Burlison went on to say that the irregularities that were found were “solely the responsibility of the St. Louis Election Board of Commissioners.”
Prior to the August election, Franks began questioning the validity in absentee ballots whenever Hubbard and her husband Rodney — or one of their children — ran for office. The results were alarming according to Franks’ lawyer, David Roland, who was hired in July to help pursue challenging the Hubbards. Normal absentee ballots range from 2-10 percent per precinct, according to Roland. However, when one of the Hubbards ran for office, the number of absentee ballots spiked to 20 percent, according to Roland, who said in another year that number rose to 65 percent — all in high favor of the Hubbards.

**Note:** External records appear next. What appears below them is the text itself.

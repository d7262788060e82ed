//! Order value objects
//!
//! The payment email components render a snapshot of an order. The engine
//! never talks to an order storage itself; callers serialize an [`OrderItem`]
//! into the view before rendering.

use serde::{Deserialize, Serialize};

/// Payment state of an order
///
/// The lowercase string form (`as_str`) is used as a path segment when
/// resolving status-specific email templates, e.g.
/// `email/payment/pending/html-body-standard.html`.
#[derive(Debug, Clone, Copy, PartialEq, Eq, Serialize, Deserialize)]
#[serde(rename_all = "lowercase")]
pub enum PaymentStatus {
    /// Payment was not started
    Unfinished,
    /// Order was deleted before payment
    Deleted,
    /// Payment was canceled by the customer
    Canceled,
    /// Payment was refused by the payment provider
    Refused,
    /// Payment was refunded
    Refund,
    /// Payment is pending confirmation
    Pending,
    /// Payment was authorized but not captured
    Authorized,
    /// Payment was received
    Received,
}

impl PaymentStatus {
    /// Lowercase identifier used in template paths and serialization
    pub fn as_str(self) -> &'static str {
        match self {
            Self::Unfinished => "unfinished",
            Self::Deleted => "deleted",
            Self::Canceled => "canceled",
            Self::Refused => "refused",
            Self::Refund => "refund",
            Self::Pending => "pending",
            Self::Authorized => "authorized",
            Self::Received => "received",
        }
    }
}

/// Value Object: Order Snapshot
///
/// The subset of an order the payment email components need.
#[derive(Debug, Clone, PartialEq, Eq, Serialize, Deserialize)]
pub struct OrderItem {
    /// Order identifier, also used as a cache tag (`order-<id>`)
    pub id: String,
    /// Current payment state
    pub payment_status: PaymentStatus,
    /// Customer name for the salutation, when known
    #[serde(default)]
    pub customer: Option<String>,
}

“When you have other races, you almost never see that kind of discrepancy and you sure as heck don’t see that kind of consistency,” Roland told The American. “Almost every single election you got these extraordinary amount of ballots going in their favor.”
The St. Louis Post-Dispatch conducted a scathing investigation, where it found several issues within the St. Louis absentee voting process. One man told Post-Dispatch that people working for Penny Hubbard’s campaign came to his house days before the election asking him to sign something. The man claimed he did not know what it was and was shocked when Post-Dispatch showed him a copy of his absentee application that had handwriting that wasn’t his and checked off that he was with the democratic party when he is really with the Green Party.

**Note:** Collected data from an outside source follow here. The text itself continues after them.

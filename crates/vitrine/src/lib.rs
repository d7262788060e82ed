//! # Vitrine
//!
//! A composable storefront page rendering engine. Pages are assembled from
//! a hierarchical tree of named components; each component composes its
//! configured sub-parts in order, renders its own template and isolates the
//! failures of its children. Implementations are resolved by name from
//! configuration through a compile-time registry and wrapped with a
//! configurable decorator chain.
//!
//! ## Example
//!
//! ```ignore
//! use vitrine::application::PageRenderer;
//! use vitrine::infrastructure::bootstrap;
//!
//! let (_config, context) = bootstrap(None)?;
//! let page = PageRenderer::new(context).render(&["locale/select"], params)?;
//! println!("{}", page.body);
//! ```
//!
//! ## Architecture
//!
//! - `domain` - rendering context, errors, value objects, service ports
//! - `application` - component trait, registries, factory, tree renderer
//! - `components` - concrete components and decorators
//! - `infrastructure` - configuration, templating, session, i18n, logging

/// Domain layer - rendering context, errors and ports
///
/// Re-exports from the domain crate for convenience
pub mod domain {
    pub use vitrine_domain::*;
}

/// Application layer - component trait, registries, factory and renderer
///
/// Re-exports from the application crate for convenience
pub mod application {
    pub use vitrine_application::*;
}

/// Component implementations and decorators
///
/// Re-exports from the components crate for convenience
pub mod components {
    pub use vitrine_components::*;
}

/// Infrastructure layer - configuration, templating, session, i18n, logging
///
/// Re-exports from the infrastructure crate for convenience
pub mod infrastructure {
    pub use vitrine_infrastructure::*;
}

During the trial, Hubbard’s lawyer Jane Dueker argued that contesting the election board would disenfranchise voters.
“I know it’s easy to try indict the entire electoral system,” Dueker said to the court during the first day of trial. “But this has to do with the votes.”

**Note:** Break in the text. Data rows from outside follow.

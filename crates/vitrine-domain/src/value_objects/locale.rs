//! Locale value objects

use serde::{Deserialize, Serialize};

/// Value Object: Selectable Locale
///
/// One language/currency combination a visitor can switch the storefront to.
/// Items are ordered by descending `position` before they are grouped for
/// rendering, so shops control the order of the locale picker entirely
/// through data.
#[derive(Debug, Clone, PartialEq, Eq, Serialize, Deserialize)]
pub struct LocaleItem {
    /// ISO language identifier, e.g. `"en"` or `"de"`
    pub language_id: String,
    /// ISO currency identifier, e.g. `"EUR"` or `"USD"`
    pub currency_id: String,
    /// Sort position; higher positions are listed first
    #[serde(default)]
    pub position: i32,
}

impl LocaleItem {
    /// Create a locale item
    pub fn new(language_id: impl Into<String>, currency_id: impl Into<String>, position: i32) -> Self {
        Self {
            language_id: language_id.into(),
            currency_id: currency_id.into(),
            position,
        }
    }
}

Prior to litigation, Roland said he and Franks tried to take up the matter with the election board commissioners, “but they had no interest.” One week prior to Burlison’s ruling, St. Louis Circuit Judge Julian L. Bush ruled in a lawsuit filed by Roland and Franks, that the board of election commissioners failed to adhere to a sunshine request that asked for copies of absentee ballot applications and ballot envelopes.
Roland says once he received the ballots he noticed that the election commissioners were “flagrantly disregarding what the law requires in terms of absentee voting.”
Because special elections are time sensitive, it was important that Burlison’s decision came in a timely manner. Roland says time played a deciding factor in his approach toward litigation and is why he did not include concerned absentee voters as witnesses.
“A lot of the witnesses [absentee voters] who were willing to talk to us, were really concerned about going public,” Roland said. “They were concerned about retaliation. A lot of them were concerned about being labeled snitches.”
In the two days of lengthy trial, only three witnesses were called to the stand, which including two current and one former election board workers.
Dueker told the media Friday that she and her parties plan to appeal Burlison’s ruling.